So you need to buy a car. You start by setting a budget and picking a make and model you like. Determine if you want new or used. Do some research online; perhaps you consult a Kelly Blue Book. Then, armed with a good idea of what you need, what you’d like, and how much you can spend, you go to the car dealer. You shop around a bit. But you know for sure, if you want a Ford Fusion, you’re paying between $20K and $25K. There’s a sticker price and most dealers will stay within a few thousand of that. But what about website cost?
Pricing a Website is Hard – for Everyone
There is no sticker price for websites. There’s no Kelly Blue Book or MSRP. Web developers don’t talk to each other and determine how much “a website made by X with these features” will cost.
Because of that, if you need a website, you can’t be as prepared as you are when you buy a car. Instead, your process is closer to this:
- Determine you need a website
- Look at other websites to figure out what you like
- Checkout Squarespace or Wix or WordPress.com to see if you can do it yourself
- Talk to someone you know to get a recommendation for a web developer
This seems a bit more haphazard, doesn’t it?
There is no Set Process
The reason is that there is no set process, if you want a website that’s just for you. It depends on the level of involvement you’ll need from the developer that you hire. It depends on your exact needs, and your goals. These are things that you need to figure out before hiring someone, or at the very beginning of the process. The good news is you can find someone to fit your exact needs.
OK OK – So How Much Does a WordPress Site Cost?
The truth of the matter is that you can get a website for $500, or you can pay $20,000. I’ve worked on websites that cost over $500,000. It’s the difference between buying a bike, a sedan, or a private jet.
There are some things that affect the cost of a website. You can still pick and choose the things that will determine how much you pay. Here are a few:
- Experience of the developer. When I first started, I was making $200 websites. I was in high school and still figuring out what I was doing. Today, when I do freelance work, I charge a minimum of $5,000. That comes with 15 years experience working on everything from small business to Fortune 100 websites.
- Templated Theme vs. Custom Theme. If you’re OK with using an out-of-the-box, premade theme, you can cut down on cost. Then it becomes a question of how much time someone will spend setting the site up, instead of developing it. A custom theme will cost more money, but it can look and do exactly what you need it to.
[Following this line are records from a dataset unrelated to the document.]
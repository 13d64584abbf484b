//! User-tunable parameters and the command reducer that edits them.
//!
//! Every control-panel edit is a `Command`. `Params::apply` writes the value
//! (clamped to the panel range) and reports which derived data is now stale.

use crate::arm::{canonical_arms, randomize_arms, zeroed_arms, ArmField, ArmSet};
use crate::constants::*;
use crate::layout::TypeSettings;
use glam::Vec3;
use rand::Rng;

#[derive(Clone, Copy, Debug, Default, PartialEq, Eq)]
pub enum VerticalMotion {
    /// Oscillation added on top of the freshly placed glyph each tick.
    #[default]
    Offset,
    /// Oscillation deltas accumulate across ticks.
    Drift,
}

#[derive(Clone, Debug, PartialEq)]
pub struct MotionSettings {
    pub play_ticker: bool,
    pub ticker_speed: f32,
    /// Percent of full size reached at the bottom of the pulse.
    pub scale_target: f32,
    pub scale_delay_factor: f32,
    pub position_amplitude: f32,
    pub position_delay_factor: f32,
    pub vertical_motion: VerticalMotion,
}

impl Default for MotionSettings {
    fn default() -> Self {
        Self {
            play_ticker: true,
            ticker_speed: DEFAULT_TICKER_SPEED,
            scale_target: DEFAULT_SCALE_TARGET,
            scale_delay_factor: DEFAULT_SCALE_DELAY_FACTOR,
            position_amplitude: DEFAULT_POSITION_AMPLITUDE,
            position_delay_factor: DEFAULT_POSITION_DELAY_FACTOR,
            vertical_motion: VerticalMotion::Offset,
        }
    }
}

#[derive(Clone, Copy, Debug, PartialEq)]
pub struct CameraPose {
    pub position: Vec3,
    /// XYZ Euler angles in radians.
    pub rotation: Vec3,
}

impl Default for CameraPose {
    fn default() -> Self {
        Self {
            position: Vec3::from(DEFAULT_CAMERA_POSITION),
            rotation: Vec3::ZERO,
        }
    }
}

#[derive(Clone, Debug, PartialEq)]
pub struct Params {
    pub text: TypeSettings,
    pub motion: MotionSettings,
    pub arms: ArmSet,
    pub show_geometry: bool,
    pub camera: CameraPose,
    pub animate_rotation_z: bool,
    /// Degrees added to the rotating arm's Z angle per tick.
    pub rotation_z_speed: f32,
}

impl Default for Params {
    fn default() -> Self {
        Self {
            text: TypeSettings {
                word: DEFAULT_WORD.to_string(),
                font_size: DEFAULT_FONT_SIZE,
                word_repeats: DEFAULT_WORD_REPEATS,
                fixed: true,
            },
            motion: MotionSettings::default(),
            arms: canonical_arms(),
            show_geometry: true,
            camera: CameraPose::default(),
            animate_rotation_z: true,
            rotation_z_speed: DEFAULT_ROTATION_Z_SPEED,
        }
    }
}

#[derive(Clone, Debug, PartialEq)]
pub enum Command {
    SetWord(String),
    SetFontSize(f32),
    SetWordRepeats(u32),
    SetFixed(bool),
    SetPlayTicker(bool),
    SetTickerOffset(f32),
    SetTickerSpeed(f32),
    SetScaleTarget(f32),
    SetScaleDelayFactor(f32),
    SetPositionAmplitude(f32),
    SetPositionDelayFactor(f32),
    SetVerticalMotion(VerticalMotion),
    SetShowGeometry(bool),
    /// Rotation fields take degrees, as shown on the panel.
    SetArm {
        index: usize,
        field: ArmField,
        value: f32,
    },
    ResetArms,
    RandomizeArms,
    ZeroArms,
    SetCameraPosition(Vec3),
    SetCameraRotation(Vec3),
    SetAnimateRotationZ(bool),
    SetRotationZSpeed(f32),
}

/// Derived data invalidated by a command.
#[derive(Clone, Copy, Debug, PartialEq, Eq)]
pub enum Rebuild {
    None,
    Curve,
    Layout,
    Both,
}

impl Rebuild {
    pub fn curve(self) -> bool {
        matches!(self, Rebuild::Curve | Rebuild::Both)
    }

    pub fn layout(self) -> bool {
        matches!(self, Rebuild::Layout | Rebuild::Both)
    }
}

impl Params {
    /// Apply one edit. `SetTickerOffset` is not stored here; the caller owns
    /// the scroll offset and reads the value from the command.
    pub fn apply<R: Rng + ?Sized>(&mut self, command: Command, rng: &mut R) -> Rebuild {
        match command {
            Command::SetWord(word) => {
                self.text.word = word;
                Rebuild::Layout
            }
            Command::SetFontSize(size) => {
                self.text.font_size = clamp_to(&FONT_SIZE_RANGE, size);
                Rebuild::Layout
            }
            Command::SetWordRepeats(repeats) => {
                self.text.word_repeats =
                    repeats.clamp(*WORD_REPEATS_RANGE.start(), *WORD_REPEATS_RANGE.end());
                Rebuild::Layout
            }
            Command::SetFixed(fixed) => {
                self.text.fixed = fixed;
                Rebuild::Layout
            }
            Command::SetPlayTicker(play) => {
                self.motion.play_ticker = play;
                Rebuild::None
            }
            Command::SetTickerOffset(_) => Rebuild::None,
            Command::SetTickerSpeed(speed) => {
                self.motion.ticker_speed = clamp_to(&TICKER_SPEED_RANGE, speed);
                Rebuild::None
            }
            Command::SetScaleTarget(target) => {
                self.motion.scale_target = clamp_to(&SCALE_TARGET_RANGE, target);
                Rebuild::None
            }
            Command::SetScaleDelayFactor(factor) => {
                self.motion.scale_delay_factor = clamp_to(&SCALE_DELAY_RANGE, factor);
                Rebuild::None
            }
            Command::SetPositionAmplitude(amplitude) => {
                self.motion.position_amplitude = clamp_to(&POSITION_AMPLITUDE_RANGE, amplitude);
                Rebuild::None
            }
            Command::SetPositionDelayFactor(factor) => {
                self.motion.position_delay_factor = clamp_to(&POSITION_DELAY_RANGE, factor);
                Rebuild::None
            }
            Command::SetVerticalMotion(motion) => {
                self.motion.vertical_motion = motion;
                Rebuild::None
            }
            Command::SetShowGeometry(show) => {
                self.show_geometry = show;
                Rebuild::None
            }
            Command::SetArm {
                index,
                field,
                value,
            } => self.set_arm(index, field, value),
            Command::ResetArms => {
                self.arms = canonical_arms();
                Rebuild::Both
            }
            Command::RandomizeArms => {
                randomize_arms(&mut self.arms, rng);
                Rebuild::Both
            }
            Command::ZeroArms => {
                self.arms = zeroed_arms();
                Rebuild::Both
            }
            Command::SetCameraPosition(position) => {
                self.camera.position = Vec3::new(
                    clamp_to(&CAMERA_POSITION_XY_RANGE, position.x),
                    clamp_to(&CAMERA_POSITION_XY_RANGE, position.y),
                    clamp_to(&CAMERA_POSITION_Z_RANGE, position.z),
                );
                Rebuild::None
            }
            Command::SetCameraRotation(rotation) => {
                self.camera.rotation = Vec3::new(
                    clamp_to(&CAMERA_ROTATION_RANGE, rotation.x),
                    clamp_to(&CAMERA_ROTATION_RANGE, rotation.y),
                    clamp_to(&CAMERA_ROTATION_RANGE, rotation.z),
                );
                Rebuild::None
            }
            Command::SetAnimateRotationZ(animate) => {
                self.animate_rotation_z = animate;
                Rebuild::None
            }
            Command::SetRotationZSpeed(speed) => {
                self.rotation_z_speed = clamp_to(&ROTATION_Z_SPEED_RANGE, speed);
                Rebuild::None
            }
        }
    }

    fn set_arm(&mut self, index: usize, field: ArmField, value: f32) -> Rebuild {
        let Some(arm) = self.arms.get_mut(index) else {
            log::warn!("[params] arm {index} does not exist ({} arms)", self.arms.len());
            return Rebuild::None;
        };
        match field {
            ArmField::Length => {
                let length = clamp_to(&ARM_LENGTH_RANGE, value);
                let changed = arm.length != length;
                arm.length = length;
                if changed {
                    Rebuild::Both
                } else {
                    Rebuild::Curve
                }
            }
            ArmField::Frequency => {
                let frequency = clamp_to(&ARM_FREQUENCY_RANGE, value);
                let changed = arm.frequency != frequency;
                arm.frequency = frequency;
                if changed {
                    Rebuild::Both
                } else {
                    Rebuild::Curve
                }
            }
            ArmField::RotationX | ArmField::RotationY | ArmField::RotationZ => {
                let radians = clamp_to(&ARM_ROTATION_DEG_RANGE, value).to_radians();
                match field {
                    ArmField::RotationX => arm.rotation.x = radians,
                    ArmField::RotationY => arm.rotation.y = radians,
                    _ => arm.rotation.z = radians,
                }
                Rebuild::Curve
            }
        }
    }

    /// Advance the rotating arm's Z angle by `rotation_z_speed` degrees,
    /// wrapping at 360. Returns false when there is no such arm.
    pub fn advance_rotation_z(&mut self) -> bool {
        let speed = self.rotation_z_speed;
        let Some(arm) = self.arms.get_mut(ROTATING_ARM_INDEX) else {
            return false;
        };
        let mut degrees = arm.rotation.z.to_degrees() + speed;
        if degrees >= 360.0 {
            degrees -= 360.0;
        }
        arm.rotation.z = degrees.to_radians();
        true
    }
}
- Is your content ready to go? If you have your content already, it makes the developer’s job a lot easier. You’re eliminating an unknown – the biggest, most important one. If you don’t have content, that could be something the person you hire helps you with. They can figure out who your audience is, and craft the perfect message and copy for you.
- What are your must-have features? WordPress has a lot of plugins available. An experienced WordPress developer will know what’s good, what isn’t and what needs custom development. If you list the things your site absolutely needs, developers can get a good idea of how long the site will take to make.
- Will you need someone to manage your website? This can be another added cost, but it acts more like insurance. If you need someone to update and maintain your website to keep it secure, that will be another up-front cost. It can also save you money in the long run.
- What is your timeline? Rush jobs cost more. If you work within a developer’s process, you will get a good website; it will be more afforable too. But if you need to rush something out the door, there’s usually a premium for that.
The Verdict: It Depends
The hard part is that even with this list above, it depends on who you hire. My price is both higher and lower than a lot of freelancers, some with the same skills. My best advice is to talk to a few folks you know about what they paid for their websites, and whether they are happy with the developer. Being prepared will go a long way, and being honest with your needs and your budget will help.